The writer David Foster Wallace defined “blind certainty” as “a closed-mindedness that amounts to an imprisonment so total that the prisoner doesn’t even know he is locked up.”

Ten years earlier in 2001 ABC reporter Jill Singer filed from the Venice Biennale, introducing the work of Robert Gober over an image of a floor piece consisting of a ‘wood’ fragment lying across a ‘polystyrene’ block. Gober was representing the USA and is famous for his ‘sinks’ – exacting replicas of bathroom sanitation units – that so heavily quote Duchamp’s urinal of 1917.

Singer intoned, “…as with his previous work Gober produced meticulous reconstructions of everyday objects, bronze sculptures of Styrofoam blocks, newspaper cut-outs and a gin bottle.” Singer cut to artist Imants Tillers, who responded to Gober’s work with “…well I thought it was absolutely terrible and I think it’s kind of complacent in a way, and it depends totally on being in the American pavilion and, you know, having all the aura of that. You know if he was to show as an unknown artist in the Australian pavilion nobody would take any notice.”

At the 2011 Biennale, Hany Armanious represented Australia. “Armanious creates duplicates of eclectic, everyday objects and presents them in a gallery, thereby turning them into fine art.” On  the floor of the pavilion was a simulacrum of a painted wooden-plinth with simulated duct tape patching up a hole. Elsewhere there were Styrofoam-looking reproductions cast in resin – as a homage to Gober it was, well, gob-smacking.
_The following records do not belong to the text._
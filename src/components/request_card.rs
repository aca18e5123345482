//! Membership-request row with approve/reject actions while pending.

#[cfg(test)]
#[path = "request_card_test.rs"]
mod request_card_test;

use leptos::prelude::*;

use crate::net::types::{JoinRequest, RequestStatus};
use crate::state::team_view::RequestAction;

/// Badge class for a request status.
fn status_badge_class(status: RequestStatus) -> &'static str {
    match status {
        RequestStatus::Pending => "badge badge-pending",
        RequestStatus::Approved => "badge badge-approved",
        RequestStatus::Rejected => "badge badge-rejected",
    }
}

/// A list row for one membership request. Decision buttons render only
/// while the request is pending.
#[component]
pub fn RequestCard(request: JoinRequest, on_decide: Callback<(i64, RequestAction)>) -> impl IntoView {
    let request_id = request.id;
    let pending = request.status == RequestStatus::Pending;
    let title = format!("Request #{}", request.id);
    let meta = format!("From user: {} • {}", request.user_id, request.created_at);

    view! {
        <div class="list-item">
            <h3>
                {title}
                " "
                <span class=status_badge_class(request.status)>{request.status.as_str()}</span>
            </h3>
            <div class="meta">{meta}</div>
            <Show when=move || pending>
                <div class="actions">
                    <button
                        class="btn btn-small"
                        on:click=move |ev: leptos::ev::MouseEvent| {
                            ev.stop_propagation();
                            on_decide.run((request_id, RequestAction::Approve));
                        }
                    >
                        "Approve"
                    </button>
                    <button
                        class="btn btn-small btn-secondary"
                        on:click=move |ev: leptos::ev::MouseEvent| {
                            ev.stop_propagation();
                            on_decide.run((request_id, RequestAction::Reject));
                        }
                    >
                        "Reject"
                    </button>
                </div>
            </Show>
        </div>
    }
}
//! Scoped view state for the selected team.
//!
//! DESIGN
//! ======
//! The three collection loads are independent: each is applied through
//! its own `apply_*_result` so one failing load cannot disturb the
//! others. The requests load doubles as the permission probe; any
//! failure hides that tab instead of surfacing an error.

#[cfg(test)]
#[path = "team_view_test.rs"]
mod team_view_test;

use crate::net::api::ApiError;
use crate::net::types::{Artifact, Contact, JoinRequest};

/// Tabs of the team view. Artifacts is the landing tab on every open.
#[derive(Clone, Copy, Debug, Default, PartialEq, Eq)]
pub enum TeamTab {
    #[default]
    Artifacts,
    Contacts,
    Requests,
}

/// Row-level actions on an artifact card.
#[derive(Clone, Copy, Debug, PartialEq, Eq)]
pub enum ArtifactAction {
    /// Fetch and show the field sub-list.
    ShowFields,
    /// Open the add-field dialog.
    AddField,
    /// Delete after confirmation.
    Delete,
}

/// Decision actions on a pending membership request.
#[derive(Clone, Copy, Debug, PartialEq, Eq)]
pub enum RequestAction {
    Approve,
    Reject,
}

impl RequestAction {
    /// Path segment of the decision endpoint.
    pub fn as_str(self) -> &'static str {
        match self {
            RequestAction::Approve => "approve",
            RequestAction::Reject => "reject",
        }
    }
}

/// Collections and chrome state scoping the selected team.
#[derive(Clone, Debug, Default, PartialEq)]
pub struct TeamViewState {
    pub artifacts: Vec<Artifact>,
    pub contacts: Vec<Contact>,
    pub requests: Vec<JoinRequest>,
    /// Whether the requests tab is offered at all; stays hidden until a
    /// requests load succeeds.
    pub requests_visible: bool,
    pub tab: TeamTab,
    /// Bumped when a field was created, so the one artifact card
    /// re-renders its field panel instead of the whole list reloading.
    pub fields_refresh_seq: u64,
    pub fields_refresh_artifact: Option<i64>,
}

impl TeamViewState {
    /// Apply the artifacts load. A failure clears only this list.
    pub fn apply_artifacts_result(&mut self, result: Result<Vec<Artifact>, ApiError>) {
        self.artifacts = result.unwrap_or_default();
    }

    /// Apply the contacts load. A failure clears only this list.
    pub fn apply_contacts_result(&mut self, result: Result<Vec<Contact>, ApiError>) {
        self.contacts = result.unwrap_or_default();
    }

    /// Apply the requests load. Success shows the tab; any failure
    /// (typically a permission rejection) hides it and, if it was
    /// active, falls back to the artifacts tab.
    pub fn apply_requests_result(&mut self, result: Result<Vec<JoinRequest>, ApiError>) {
        match result {
            Ok(items) => {
                self.requests = items;
                self.requests_visible = true;
            }
            Err(_) => {
                self.requests = Vec::new();
                self.requests_visible = false;
                if self.tab == TeamTab::Requests {
                    self.tab = TeamTab::Artifacts;
                }
            }
        }
    }

    /// Record a created field so the owning card refetches its panel.
    pub fn notify_fields_created(&mut self, artifact_id: i64) {
        self.fields_refresh_seq += 1;
        self.fields_refresh_artifact = Some(artifact_id);
    }
}
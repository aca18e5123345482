//! Scoped view for the selected team: tab strip, the three collection
//! lists, create dialogs, and confirmed deletes.
//!
//! SYSTEM CONTEXT
//! ==============
//! Opening a team triggers three independent loads (artifacts,
//! contacts, requests) applied through `TeamViewState` so one failing
//! load never blocks the others. Mutations reload from the backend;
//! nothing is patched locally.

#[cfg(test)]
#[path = "team_view_test.rs"]
mod team_view_test;

use leptos::prelude::*;

use crate::components::artifact_card::ArtifactCard;
use crate::components::confirm_dialog::ConfirmDialog;
use crate::components::contact_card::ContactCard;
use crate::components::request_card::RequestCard;
use crate::net::types::{ArtifactCreate, ArtifactType, ContactCreate, FieldCreate};
use crate::state::session::SessionState;
use crate::state::team_view::{RequestAction, TeamTab, TeamViewState};

/// A delete awaiting interactive confirmation.
#[derive(Clone, Copy, Debug, PartialEq, Eq)]
enum PendingDelete {
    Artifact(i64),
    Contact(i64),
}

fn delete_confirm_message(pending: PendingDelete) -> &'static str {
    match pending {
        PendingDelete::Artifact(_) => "Delete this artifact?",
        PendingDelete::Contact(_) => "Delete this contact?",
    }
}

/// Trim values and require name and project; no other validation.
fn validate_artifact_draft(
    name: &str,
    kind: ArtifactType,
    project_name: &str,
    description: &str,
) -> Option<ArtifactCreate> {
    let name = name.trim();
    let project_name = project_name.trim();
    if name.is_empty() || project_name.is_empty() {
        return None;
    }
    Some(ArtifactCreate {
        name: name.to_owned(),
        kind,
        description: description.trim().to_owned(),
        project_name: project_name.to_owned(),
        developer_id: 1,
    })
}

/// Trim values and require field name and data type.
fn validate_field_draft(
    field_name: &str,
    data_type: &str,
    description: &str,
    is_pk: bool,
) -> Option<FieldCreate> {
    let field_name = field_name.trim();
    let data_type = data_type.trim();
    if field_name.is_empty() || data_type.is_empty() {
        return None;
    }
    Some(FieldCreate {
        field_name: field_name.to_owned(),
        data_type: data_type.to_owned(),
        description: description.trim().to_owned(),
        is_pk,
    })
}

/// Trim values and require the contact name.
fn validate_contact_draft(name: &str, telegram_contact: &str) -> Option<ContactCreate> {
    let name = name.trim();
    if name.is_empty() {
        return None;
    }
    Some(ContactCreate { name: name.to_owned(), telegram_contact: telegram_contact.trim().to_owned() })
}

#[cfg(feature = "hydrate")]
async fn reload_artifacts(
    session: RwSignal<SessionState>,
    view_state: RwSignal<TeamViewState>,
    team_id: i64,
) {
    let result = crate::net::api::team_artifacts(session, team_id).await;
    if let Err(e) = &result {
        leptos::logging::warn!("artifacts load failed: {e}");
    }
    view_state.update(|v| v.apply_artifacts_result(result));
}

#[cfg(feature = "hydrate")]
async fn reload_contacts(
    session: RwSignal<SessionState>,
    view_state: RwSignal<TeamViewState>,
    team_id: i64,
) {
    let result = crate::net::api::team_contacts(session, team_id).await;
    if let Err(e) = &result {
        leptos::logging::warn!("contacts load failed: {e}");
    }
    view_state.update(|v| v.apply_contacts_result(result));
}

#[cfg(feature = "hydrate")]
async fn reload_requests(
    session: RwSignal<SessionState>,
    view_state: RwSignal<TeamViewState>,
    team_id: i64,
) {
    let result = crate::net::api::team_requests(session, team_id).await;
    if let Err(e) = &result {
        leptos::logging::warn!("requests load failed: {e}");
    }
    view_state.update(|v| v.apply_requests_result(result));
}
//! Session context for the current browser user.
//!
//! DESIGN
//! ======
//! All session changes go through the named transitions below; nothing
//! else mutates the fields. The persisted token is written/cleared only
//! here, so the storage key cannot drift out of sync with memory.

#[cfg(test)]
#[path = "session_test.rs"]
mod session_test;

use crate::util::storage;

/// The team currently scoping the artifact/contact/request views.
#[derive(Clone, Debug, PartialEq, Eq)]
pub struct SelectedTeam {
    pub id: i64,
    pub name: String,
}

/// Authentication and selection state for this browser context.
///
/// Exactly one session exists per context, provided as an `RwSignal`
/// from the root component.
#[derive(Clone, Debug, Default, PartialEq, Eq)]
pub struct SessionState {
    token: Option<String>,
    email: Option<String>,
    selected_team: Option<SelectedTeam>,
}

impl SessionState {
    /// Restore a session from durable storage (startup path). A stored
    /// token yields an optimistically authenticated session; the first
    /// failing request forces logout.
    pub fn restore() -> Self {
        Self { token: storage::load_token(), email: None, selected_team: None }
    }

    /// Login/register success: hold the token and persist it.
    pub fn login(&mut self, token: String, email: String) {
        storage::save_token(&token);
        self.token = Some(token);
        self.email = Some(email);
        self.selected_team = None;
    }

    /// Explicit logout or forced 401 teardown: drop the token from
    /// memory and durable storage.
    pub fn logout(&mut self) {
        storage::clear_token();
        self.token = None;
        self.email = None;
        self.selected_team = None;
    }

    /// Make `team` the one selection scoping the team views.
    pub fn select_team(&mut self, id: i64, name: String) {
        self.selected_team = Some(SelectedTeam { id, name });
    }

    /// Back to the teams overview.
    pub fn leave_team(&mut self) {
        self.selected_team = None;
    }

    pub fn token(&self) -> Option<&str> {
        self.token.as_deref()
    }

    pub fn email(&self) -> Option<&str> {
        self.email.as_deref()
    }

    pub fn selected_team(&self) -> Option<&SelectedTeam> {
        self.selected_team.as_ref()
    }

    pub fn is_authenticated(&self) -> bool {
        self.token.is_some()
    }
}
I am questioning is the curatorial and conceptual repetitiveness of the art exhibited by Australia since 2001

Gober’s work relies on exacting reproduction and unusual juxtaposition. For example, his Untitled Leg, 1989 – 1990, is a super-realistic sculpture of the lower part of a man’s leg complete with shoe, sock, trousers cuff and human hair, the dismembered limb curiously sticking out from the gallery wall. Adrian Searle described another Gober work in 2001 as “Half-male, half-female human torsos wallow like flesh drowning in itself.” In 2003 Australia’s representative was Patricia Piccinini with We are Family. Her mutant figures including replicated boys, complete with clothes and human hair.

“Game Boys Advanced (2002) is a hyperreal sculpture of two boys leaning against the gallery wall…At first they look normal…On closer inspection we can see that the boys are not normal. Their faces are aged, their hair is greying at the temples…Hairs and veins appear on their little arms, and their fingers have thick, yellowing nails.” 

Robert Gober makes hand-crafted sculptures that replicate everyday objects with an eerie precision and, usually, a detail or two that is just a little bit off.”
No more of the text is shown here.